## Exercise aim
Search the records below for the string "Primary" and copy each line where it turns up.

## Task inputs
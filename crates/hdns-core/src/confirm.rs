//! Two-button confirmation dialogs
//!
//! Each button is an [`ActionDescriptor`] that owns its handler. Whatever the
//! handler needs is captured by the closure; the dialog only supplies a
//! [`ConfirmContext`] describing how it was answered.

use std::fmt;

/// Visual weight of a button
#[derive(Debug, Clone, Copy, PartialEq, Eq, Default)]
pub enum ActionStyle {
    #[default]
    Primary,
    Secondary,
    Danger,
}

/// What the dialog knows at the time it is answered
#[derive(Debug, Clone, Copy, PartialEq, Eq, Default)]
pub struct ConfirmContext {
    /// State of the dialog's optional checkbox
    pub option_checked: bool,
}

type Handler = Box<dyn FnOnce(&ConfirmContext) + Send>;

pub struct ActionDescriptor {
    pub label: String,
    pub style: ActionStyle,
    handler: Option<Handler>,
}

impl ActionDescriptor {
    pub fn new<F>(label: impl Into<String>, style: ActionStyle, handler: F) -> Self
    where
        F: FnOnce(&ConfirmContext) + Send + 'static,
    {
        Self {
            label: label.into(),
            style,
            handler: Some(Box::new(handler)),
        }
    }

    /// A button that only closes the dialog
    pub fn dismiss(label: impl Into<String>, style: ActionStyle) -> Self {
        Self {
            label: label.into(),
            style,
            handler: None,
        }
    }
}

impl fmt::Debug for ActionDescriptor {
    fn fmt(&self, f: &mut fmt::Formatter<'_>) -> fmt::Result {
        f.debug_struct("ActionDescriptor")
            .field("label", &self.label)
            .field("style", &self.style)
            .field("has_handler", &self.handler.is_some())
            .finish()
    }
}

#[derive(Debug, Clone, Copy, PartialEq, Eq)]
pub enum Choice {
    Left,
    Right,
}

#[derive(Debug)]
pub struct Confirmation {
    pub message: String,
    pub hint: Option<String>,
    pub left: ActionDescriptor,
    pub right: ActionDescriptor,
}

impl Confirmation {
    pub fn new(message: impl Into<String>, left: ActionDescriptor, right: ActionDescriptor) -> Self {
        Self {
            message: message.into(),
            hint: None,
            left,
            right,
        }
    }

    /// "Okay" runs `on_accept`, "Cancel" only closes the dialog
    pub fn accept_or_cancel<F>(message: impl Into<String>, on_accept: F) -> Self
    where
        F: FnOnce(&ConfirmContext) + Send + 'static,
    {
        Self::new(
            message,
            ActionDescriptor::new("Okay", ActionStyle::Primary, on_accept),
            ActionDescriptor::dismiss("Cancel", ActionStyle::Danger),
        )
    }

    pub fn with_hint(mut self, hint: impl Into<String>) -> Self {
        self.hint = Some(hint.into());
        self
    }

    /// Answer the dialog, running the chosen button's handler
    ///
    /// Consumes the dialog; the other handler is dropped without running.
    pub fn resolve(self, choice: Choice, option_checked: bool) {
        let action = match choice {
            Choice::Left => self.left,
            Choice::Right => self.right,
        };
        if let Some(handler) = action.handler {
            handler(&ConfirmContext { option_checked });
        }
    }
}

## Response to this task
    Primary,
            ActionDescriptor::new("Okay", ActionStyle::Primary, on_accept),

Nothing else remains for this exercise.